╔══
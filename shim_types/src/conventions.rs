use crate::ctype::{is_type_keyword, CType};
use crate::types::{Direction, Ownership};
use serde_derive::{Deserialize, Serialize};
use std::collections::BTreeSet;

/* What a pointer parameter points at, as far as a binding layer cares */
#[derive(Serialize, Deserialize, Debug, PartialEq, Eq, Clone, Copy, Hash)]
#[serde(rename_all = "kebab-case")]
pub enum Pointee {
    /* Limbs, counters, doubles: plain memory */
    Scalar,
    /* Opaque number representation (integer, ball, polynomial, matrix, ...) */
    Record,
    /* Ring/field descriptor, modulus or precision carrier, random state */
    Context,
    /* `void *` */
    Untyped,
}

/* `srcptr` is a shared view, `ptr` may be written through */
#[derive(Serialize, Deserialize, Debug, PartialEq, Eq, Clone, Copy, Hash)]
#[serde(rename_all = "kebab-case")]
pub enum Aliasing {
    Srcptr,
    Ptr,
}

#[derive(Serialize, Deserialize, Debug, PartialEq, Eq, Clone, Copy, Hash)]
#[serde(tag = "kind", rename_all = "kebab-case")]
pub enum TypeClass {
    Void,
    Value,
    Pointer { pointee: Pointee, aliasing: Aliasing },
}

/// Naming conventions that decide how a header type is passed.
///
/// The library hides most pointers behind typedefs: `fmpz_t` is a one
/// element array (so it decays to a pointer), `arb_srcptr` is a const
/// pointer, `gr_ptr` a mutable one. These rules only label parameters for
/// the manifest; the emitted C never depends on them.
#[derive(Serialize, Deserialize, Debug, Clone, PartialEq, Eq)]
#[serde(rename_all = "kebab-case")]
pub struct TypeConventions {
    /* Integer/float typedefs; values when passed directly, scalars behind pointers */
    pub scalar_types: BTreeSet<String>,

    /* `*_t` typedefs that are passed by value rather than being array typedefs */
    pub by_value_types: BTreeSet<String>,

    /* Exact context type names */
    pub context_types: BTreeSet<String>,

    /* Suffixes marking context types (`_ctx_t`, `_ctx_struct`) */
    pub context_suffixes: Vec<String>,

    /* Pointer aliases onto limb arrays */
    pub scalar_pointer_aliases: BTreeSet<String>,

    pub array_typedef_suffix: String,
    pub const_alias_suffix: String,
    pub mutable_alias_suffix: String,
}

fn set(items: &[&str]) -> BTreeSet<String> {
    items.iter().map(|s| s.to_string()).collect()
}

impl Default for TypeConventions {
    fn default() -> Self {
        Self {
            scalar_types: set(&[
                "slong",
                "ulong",
                "mp_limb_t",
                "mp_limb_signed_t",
                "mp_size_t",
                "mp_bitcnt_t",
                "flint_bitcnt_t",
                "truth_t",
                "ordering_t",
                "size_t",
                "ssize_t",
                "int8_t",
                "int16_t",
                "int32_t",
                "int64_t",
                "uint8_t",
                "uint16_t",
                "uint32_t",
                "uint64_t",
                "intptr_t",
                "uintptr_t",
            ]),
            by_value_types: set(&["nmod_t", "di_t", "fmpz", "n_primes_t"]),
            context_types: set(&["gr_ctx_t", "flint_rand_t", "flint_rand_s", "thread_pool_handle"]),
            context_suffixes: vec!["_ctx_t".to_string(), "_ctx_struct".to_string()],
            scalar_pointer_aliases: set(&["nn_ptr", "nn_srcptr", "mp_ptr", "mp_srcptr"]),
            array_typedef_suffix: "_t".to_string(),
            const_alias_suffix: "_srcptr".to_string(),
            mutable_alias_suffix: "_ptr".to_string(),
        }
    }
}

impl TypeConventions {
    fn base_is_context(&self, base: &str) -> bool {
        let bare = base.strip_prefix("struct ").unwrap_or(base);
        self.context_types.contains(bare)
            || self.context_suffixes.iter().any(|s| bare.ends_with(s.as_str()))
    }

    fn base_is_scalar(&self, base: &str) -> bool {
        base.split(' ').all(is_type_keyword) || self.scalar_types.contains(base)
    }

    fn pointee_of(&self, base: &str) -> Pointee {
        if base == "void" {
            Pointee::Untyped
        } else if self.base_is_context(base) {
            Pointee::Context
        } else if self.base_is_scalar(base) {
            Pointee::Scalar
        } else {
            Pointee::Record
        }
    }

    pub fn classify(&self, ty: &CType) -> TypeClass {
        let base = ty.base_name();

        if ty.pointer_depth() > 0 {
            let aliasing = if ty.is_const_pointee() {
                Aliasing::Srcptr
            } else {
                Aliasing::Ptr
            };
            return TypeClass::Pointer {
                pointee: self.pointee_of(&base),
                aliasing,
            };
        }

        if ty.is_void() {
            return TypeClass::Void;
        }

        /* Pointer aliases hidden behind typedef names */
        if self.scalar_pointer_aliases.contains(&base) {
            let aliasing = if base.ends_with(&self.const_alias_suffix) || ty.is_const_pointee() {
                Aliasing::Srcptr
            } else {
                Aliasing::Ptr
            };
            return TypeClass::Pointer {
                pointee: Pointee::Scalar,
                aliasing,
            };
        }
        if let Some(stem) = base.strip_suffix(&self.const_alias_suffix) {
            return TypeClass::Pointer {
                pointee: self.alias_pointee(stem),
                aliasing: Aliasing::Srcptr,
            };
        }
        if let Some(stem) = base.strip_suffix(&self.mutable_alias_suffix) {
            let aliasing = if ty.is_const_pointee() {
                Aliasing::Srcptr
            } else {
                Aliasing::Ptr
            };
            return TypeClass::Pointer {
                pointee: self.alias_pointee(stem),
                aliasing,
            };
        }

        let array_typedef = base.ends_with(&self.array_typedef_suffix)
            && !self.scalar_types.contains(&base)
            && !self.by_value_types.contains(&base)
            && !base.contains(' ');
        if array_typedef || self.context_types.contains(&base) {
            let aliasing = if ty.is_const_pointee() {
                Aliasing::Srcptr
            } else {
                Aliasing::Ptr
            };
            let pointee = if self.base_is_context(&base) {
                Pointee::Context
            } else {
                Pointee::Record
            };
            return TypeClass::Pointer { pointee, aliasing };
        }

        TypeClass::Value
    }

    fn alias_pointee(&self, stem: &str) -> Pointee {
        if stem.ends_with("_ctx") {
            Pointee::Context
        } else {
            Pointee::Record
        }
    }

    pub fn default_direction(&self, ty: &CType) -> Direction {
        match self.classify(ty) {
            TypeClass::Pointer {
                aliasing: Aliasing::Ptr,
                ..
            } => Direction::InOut,
            _ => Direction::In,
        }
    }

    pub fn default_ownership(&self, ty: &CType) -> Ownership {
        match self.classify(ty) {
            TypeClass::Pointer { .. } => Ownership::Borrowed,
            TypeClass::Void | TypeClass::Value => Ownership::None,
        }
    }
}

#[cfg(test)]
mod tests {
    use super::*;

    fn class(s: &str) -> TypeClass {
        TypeConventions::default().classify(&s.parse().unwrap())
    }

    fn ptr(pointee: Pointee, aliasing: Aliasing) -> TypeClass {
        TypeClass::Pointer { pointee, aliasing }
    }

    #[test]
    fn array_typedefs_decay_to_record_pointers() {
        assert_eq!(class("fmpz_t"), ptr(Pointee::Record, Aliasing::Ptr));
        assert_eq!(class("const fmpz_t"), ptr(Pointee::Record, Aliasing::Srcptr));
        assert_eq!(class("fmpz_mod_poly_factor_t"), ptr(Pointee::Record, Aliasing::Ptr));
    }

    #[test]
    fn contexts_are_recognised() {
        assert_eq!(class("const fmpz_mod_ctx_t"), ptr(Pointee::Context, Aliasing::Srcptr));
        assert_eq!(class("gr_ctx_t"), ptr(Pointee::Context, Aliasing::Ptr));
        assert_eq!(class("flint_rand_t"), ptr(Pointee::Context, Aliasing::Ptr));
        assert_eq!(class("gr_ctx_struct *"), ptr(Pointee::Context, Aliasing::Ptr));
    }

    #[test]
    fn aliases_carry_their_aliasing_class() {
        assert_eq!(class("arb_srcptr"), ptr(Pointee::Record, Aliasing::Srcptr));
        assert_eq!(class("gr_ptr"), ptr(Pointee::Record, Aliasing::Ptr));
        assert_eq!(class("nn_srcptr"), ptr(Pointee::Scalar, Aliasing::Srcptr));
        assert_eq!(class("nn_ptr"), ptr(Pointee::Scalar, Aliasing::Ptr));
    }

    #[test]
    fn values_and_plain_pointers() {
        assert_eq!(class("slong"), TypeClass::Value);
        assert_eq!(class("nmod_t"), TypeClass::Value);
        assert_eq!(class("unsigned long"), TypeClass::Value);
        assert_eq!(class("double"), TypeClass::Value);
        assert_eq!(class("void"), TypeClass::Void);
        assert_eq!(class("ulong *"), ptr(Pointee::Scalar, Aliasing::Ptr));
        assert_eq!(class("const fmpz *"), ptr(Pointee::Record, Aliasing::Srcptr));
        assert_eq!(class("void *"), ptr(Pointee::Untyped, Aliasing::Ptr));
        assert_eq!(class("ulong[2]"), ptr(Pointee::Scalar, Aliasing::Ptr));
    }

    #[test]
    fn default_direction_and_ownership() {
        let conv = TypeConventions::default();
        let out: CType = "fmpz_t".parse().unwrap();
        let input: CType = "const fmpz_t".parse().unwrap();
        let value: CType = "slong".parse().unwrap();
        assert_eq!(conv.default_direction(&out), Direction::InOut);
        assert_eq!(conv.default_direction(&input), Direction::In);
        assert_eq!(conv.default_direction(&value), Direction::In);
        assert_eq!(conv.default_ownership(&out), Ownership::Borrowed);
        assert_eq!(conv.default_ownership(&value), Ownership::None);
    }
}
╚══
→ **What to work on**
All lines in the entries above that hold the word "enum" need to be copied.

→ **Exercise result**
pub enum Pointee {
pub enum Aliasing {
pub enum TypeClass {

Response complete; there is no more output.